Marian Taylor, the central figure in Mary Gordon's new novel, rejects her Catholic faith. She enters into a sham marriage with a doctor who had been the lover of her gay brother, who committed suicide in New York. She and the doctor run off with a boatload of anarchists and communists to support the government loyalists fighting the fascist, Catholic-backed rebels in the Spanish Civil War.

Decades later, Marian's granddaughter, Amelia, travels to Spain to find answers about her beloved Meme's adventures. From there, the book toggles between Spain around the civil war and Avondale, R.I., where Marian is dying in 2009.

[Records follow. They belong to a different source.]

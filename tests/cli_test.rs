use assert_cmd::prelude::*;
use predicates::prelude::*;
use std::process::Command;
use tempfile;

type STDRESULT = Result<(),Box<dyn std::error::Error>>;

const SAMPLE_TEXT: &[u8] = b"\
To be, or not to be, that is the question:
Whether 'tis nobler in the mind to suffer
The slings and arrows of outrageous fortune,
Or to take arms against a sea of troubles
And by opposing end them. To die, to sleep...
To be, or not to be, that is the question:";

#[test]
fn lzw_compress_then_expand_round_trips() -> STDRESULT {
    let temp_dir = tempfile::tempdir()?;
    let in_path = temp_dir.path().join("sample.txt");
    let cmp_path = temp_dir.path().join("sample.Z");
    let out_path = temp_dir.path().join("sample.out");
    std::fs::write(&in_path, SAMPLE_TEXT)?;

    Command::cargo_bin("lzwfuzz")?
        .arg("compress").arg("-m").arg("lzw")
        .arg("-i").arg(&in_path).arg("-o").arg(&cmp_path)
        .assert().success();

    let compressed = std::fs::read(&cmp_path)?;
    assert_eq!(&compressed[0..2], &[0x1F, 0x9D]);
    assert!(compressed.len() < SAMPLE_TEXT.len());

    Command::cargo_bin("lzwfuzz")?
        .arg("expand").arg("-m").arg("lzw")
        .arg("-i").arg(&cmp_path).arg("-o").arg(&out_path)
        .assert().success();

    assert_eq!(std::fs::read(&out_path)?, SAMPLE_TEXT);
    Ok(())
}

#[test]
fn lzw_rejects_unknown_method() -> STDRESULT {
    let temp_dir = tempfile::tempdir()?;
    let in_path = temp_dir.path().join("sample.txt");
    let out_path = temp_dir.path().join("sample.out");
    std::fs::write(&in_path, SAMPLE_TEXT)?;

    Command::cargo_bin("lzwfuzz")?
        .arg("compress").arg("-m").arg("not-a-method")
        .arg("-i").arg(&in_path).arg("-o").arg(&out_path)
        .assert().failure();
    Ok(())
}

#[test]
fn hash_then_cmp_self_matches() -> STDRESULT {
    let temp_dir = tempfile::tempdir()?;
    let in_path = temp_dir.path().join("sample.txt");
    std::fs::write(&in_path, SAMPLE_TEXT.repeat(50))?;

    let output = Command::cargo_bin("lzwfuzz")?
        .arg("hash").arg("-i").arg(&in_path)
        .output()?;
    assert!(output.status.success());
    let sig = String::from_utf8(output.stdout)?.trim().to_string();
    assert!(sig.contains(':'));

    Command::cargo_bin("lzwfuzz")?
        .arg("cmp").arg("-a").arg(&sig).arg("-b").arg(&sig)
        .assert()
        .success()
        .stdout(predicate::str::contains("100"));
    Ok(())
}

#[test]
fn cmp_rejects_malformed_signature() -> STDRESULT {
    Command::cargo_bin("lzwfuzz")?
        .arg("cmp").arg("-a").arg("garbage").arg("-b").arg("3:abc:def")
        .assert().failure();
    Ok(())
}
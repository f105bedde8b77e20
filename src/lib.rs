//! # lzwfuzz
//!
//! * `lzw` is byte-compatible with the classic Unix `compress(1)` `.Z` format
//! * `fuzzy` is a context-triggered piecewise (ssdeep-style) hashing engine and comparator
//!
//! The compression/expansion functions are generics that operate on trait objects
//! with bounds `Read + Write`. There are convenience functions for working
//! directly with buffers.
//!
//! ## File Example
//!
//! ```rs
//! use lzwfuzz::*;
//! let mut in_file = std::fs::File::open("some_input_path").expect("open failed");
//! let mut out_file = std::fs::File::create("some_output_path").expect("create failed");
//! let (in_size,out_size) = lzw::expand(&mut in_file,&mut out_file)
//!     .expect("expansion failed");
//! eprintln!("expanded {} into {}",in_size,out_size);
//! ```
//!
//! ## Buffer Example
//!
//! ```rs
//! use lzwfuzz::*;
//! let test_data = "This is the chaunt of the priests.  The chaunt of the priests of Mung.".as_bytes();
//! let compressed = lzw::compress_slice(test_data,&lzw::STD_OPTIONS).expect("compression failed");
//! ```

pub mod lzw;
pub mod fuzzy;

type DYNERR = Box<dyn std::error::Error>;

/// Errors shared by the `lzw` and `fuzzy` modules.
#[derive(thiserror::Error,Debug)]
pub enum Error {
    #[error("bad magic number")]
    BadMagic,
    #[error("unsupported code width")]
    UnsupportedWidth,
    #[error("corrupt LZW code stream")]
    CorruptInput,
    #[error("input too large for fuzzy hash state")]
    Overflow,
    #[error("unparseable fuzzy signature")]
    BadSignature
}
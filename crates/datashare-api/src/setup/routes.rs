//! Route configuration and setup.

use crate::handlers::{admin, download};
use crate::state::AppState;
use axum::{
    http::{HeaderValue, Method},
    routing::{get, post},
    Json, Router,
};
use datashare_core::Config;
use std::sync::Arc;
use tower_http::cors::{Any, CorsLayer};
use tower_http::trace::TraceLayer;

/// Setup all application routes
pub fn setup_routes(config: &Config, state: Arc<AppState>) -> Result<Router, anyhow::Error> {
    let cors = setup_cors(config)?;

    let router = Router::new()
        .route("/datasets/{id}/download", get(download::issue_download))
        .route("/datasets/download/{token}", get(download::stream_download))
        .route(
            "/datasets/download/{token}/progress",
            get(download::download_progress),
        )
        .route(
            "/datasets/download/{token}/retry",
            post(download::retry_download),
        )
        .route("/admin/storage/status", get(admin::storage_status))
        .route("/admin/storage/migrate", post(admin::migrate_storage))
        .route("/admin/storage/verify", post(admin::verify_storage))
        .route("/admin/storage/reload", post(admin::reload_storage))
        .route("/health", get(health_check))
        .route(
            "/api-docs/openapi.json",
            get(|| async { Json(crate::api_doc::openapi()) }),
        )
        .with_state(state)
        .layer(TraceLayer::new_for_http())
        .layer(cors);

    Ok(router)
}

/// Liveness probe - process is running.
async fn health_check() -> Json<serde_json::Value> {
    Json(serde_json::json!({ "status": "alive" }))
}

fn setup_cors(config: &Config) -> Result<CorsLayer, anyhow::Error> {
    let cors = if config.cors_origins().contains(&"*".to_string()) {
        tracing::warn!("CORS configured to allow all origins - not recommended for production");
        CorsLayer::new()
            .allow_origin(Any)
            .allow_methods([Method::GET, Method::POST, Method::OPTIONS])
            .allow_headers(Any)
    } else {
        let origins: Vec<HeaderValue> = config
            .cors_origins()
            .iter()
            .map(|o| {
                o.parse()
                    .map_err(|_| anyhow::anyhow!("Invalid CORS origin: {}", o))
            })
            .collect::<Result<_, _>>()?;
        CorsLayer::new()
            .allow_origin(origins)
            .allow_methods([Method::GET, Method::POST, Method::OPTIONS])
            .allow_headers(Any)
    };
    Ok(cors)
}
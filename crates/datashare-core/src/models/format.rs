//! Dataset format and compression catalog.
//!
//! The catalog also encodes resumability: a transfer is byte-resumable only
//! when the bytes on the wire are exactly the bytes in storage (raw
//! passthrough, no compression), because only then can a byte offset be
//! satisfied by seeking the backend. Every transform or compression step
//! synthesizes the stream, so resuming those means re-deriving the output
//! and discarding bytes up to the offset (retryable, not seekable). Zip
//! output additionally requires full materialization and is capped.

use std::fmt::{Display, Formatter, Result as FmtResult};
use std::str::FromStr;

/// Formats a dataset file can be stored in or requested as.
#[derive(Debug, Clone, Copy, PartialEq, Eq, serde::Serialize, serde::Deserialize)]
#[serde(rename_all = "lowercase")]
pub enum DatasetFormat {
    Csv,
    Json,
    Jsonl,
}

impl DatasetFormat {
    pub fn content_type(&self) -> &'static str {
        match self {
            DatasetFormat::Csv => "text/csv",
            DatasetFormat::Json => "application/json",
            DatasetFormat::Jsonl => "application/x-ndjson",
        }
    }

    pub fn extension(&self) -> &'static str {
        match self {
            DatasetFormat::Csv => "csv",
            DatasetFormat::Json => "json",
            DatasetFormat::Jsonl => "jsonl",
        }
    }
}

impl FromStr for DatasetFormat {
    type Err = anyhow::Error;

    fn from_str(s: &str) -> Result<Self, Self::Err> {
        match s.to_lowercase().as_str() {
            "csv" => Ok(DatasetFormat::Csv),
            "json" => Ok(DatasetFormat::Json),
            "jsonl" | "ndjson" => Ok(DatasetFormat::Jsonl),
            _ => Err(anyhow::anyhow!("Unsupported dataset format: {}", s)),
        }
    }
}

impl Display for DatasetFormat {
    fn fmt(&self, f: &mut Formatter<'_>) -> FmtResult {
        f.write_str(self.extension())
    }
}

/// Compression applied to the outgoing stream.
#[derive(Debug, Clone, Copy, PartialEq, Eq, serde::Serialize, serde::Deserialize)]
#[serde(rename_all = "lowercase")]
pub enum Compression {
    None,
    Gzip,
    Zip,
}

impl Compression {
    pub fn content_type(&self) -> Option<&'static str> {
        match self {
            Compression::None => None,
            Compression::Gzip => Some("application/gzip"),
            Compression::Zip => Some("application/zip"),
        }
    }

    pub fn extension(&self) -> Option<&'static str> {
        match self {
            Compression::None => None,
            Compression::Gzip => Some("gz"),
            Compression::Zip => Some("zip"),
        }
    }
}

impl FromStr for Compression {
    type Err = anyhow::Error;

    fn from_str(s: &str) -> Result<Self, Self::Err> {
        match s.to_lowercase().as_str() {
            "" | "none" => Ok(Compression::None),
            "gzip" | "gz" => Ok(Compression::Gzip),
            "zip" => Ok(Compression::Zip),
            _ => Err(anyhow::anyhow!("Unsupported compression: {}", s)),
        }
    }
}

impl Display for Compression {
    fn fmt(&self, f: &mut Formatter<'_>) -> FmtResult {
        match self {
            Compression::None => write!(f, "none"),
            Compression::Gzip => write!(f, "gzip"),
            Compression::Zip => write!(f, "zip"),
        }
    }
}

/// How a (stored format, requested format, compression) combination can be
/// resumed after an interruption.
#[derive(Debug, Clone, Copy, PartialEq, Eq, serde::Serialize, serde::Deserialize)]
#[serde(rename_all = "snake_case")]
pub enum Resumability {
    /// Raw passthrough: resume is a backend seek to the byte offset.
    ByteSeekable,
    /// Synthesized stream: resume re-derives output and discards up to the
    /// offset. Correct but costs a re-read of the source.
    RederiveAndDiscard,
    /// Fully materialized output (zip): retry restarts from zero.
    RestartOnly,
}

impl Resumability {
    /// Whether a retry may continue from a mid-stream byte offset at all.
    pub fn supports_offset(&self) -> bool {
        !matches!(self, Resumability::RestartOnly)
    }
}

/// Classify a transfer. `identity` is true when the stored and requested
/// formats match (no row-wise transform needed).
pub fn classify(identity: bool, compression: Compression) -> Resumability {
    match (identity, compression) {
        (true, Compression::None) => Resumability::ByteSeekable,
        (_, Compression::Zip) => Resumability::RestartOnly,
        _ => Resumability::RederiveAndDiscard,
    }
}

Gordon frequently writes about Catholic themes, and here her characters are unstinting in their indictment of the church for its support of Francisco Franco. The church was hated, Marian says, "because it had always been on the side of the rich, so that the burning of the churches, the killing of priests, was justified, was celebrated." Marian becomes disillusioned as the conflict tilts inexorably in favor of Franco. She tires of the squabbling among the foreign volunteers, who include hundreds of Americans, known as the Abraham Lincoln Brigade.

Marian marries a local surgeon and gives birth to a son. She's taken in by her husband's staunchly Catholic family. Her domineering mother-in-law feeds her a phenobarbital-spiked tonic that leaves her in a stupor for years. The mother-in-law also inculcates Marian's son in a twisted, obsessive brand of Catholicism and turns the boy against his mother. Isolated much of the time, Marian longs to "rip the pictures from the walls: the bleeding Christs, the bleeding saints, the bleeding bulls."

Sadly, this sort of hackneyed depiction of Spanish tastes and manners runs throughout this book, which has little of the graceful writing Gordon has displayed during her distinguished career.The plot has all the makings of a fine tale, but the narrator has the tiresome, pedantic habit of stating the obvious. And Gordon leans far too often on tired, watery metaphors. Marian's love for her father "had run through her life like a stream." Her thoughts are "minnows in a stream," her mind "a dirty frozen [pool]." What happens, to borrow from Gordon's linguistic playbook, is that a good story gets hopelessly drowned.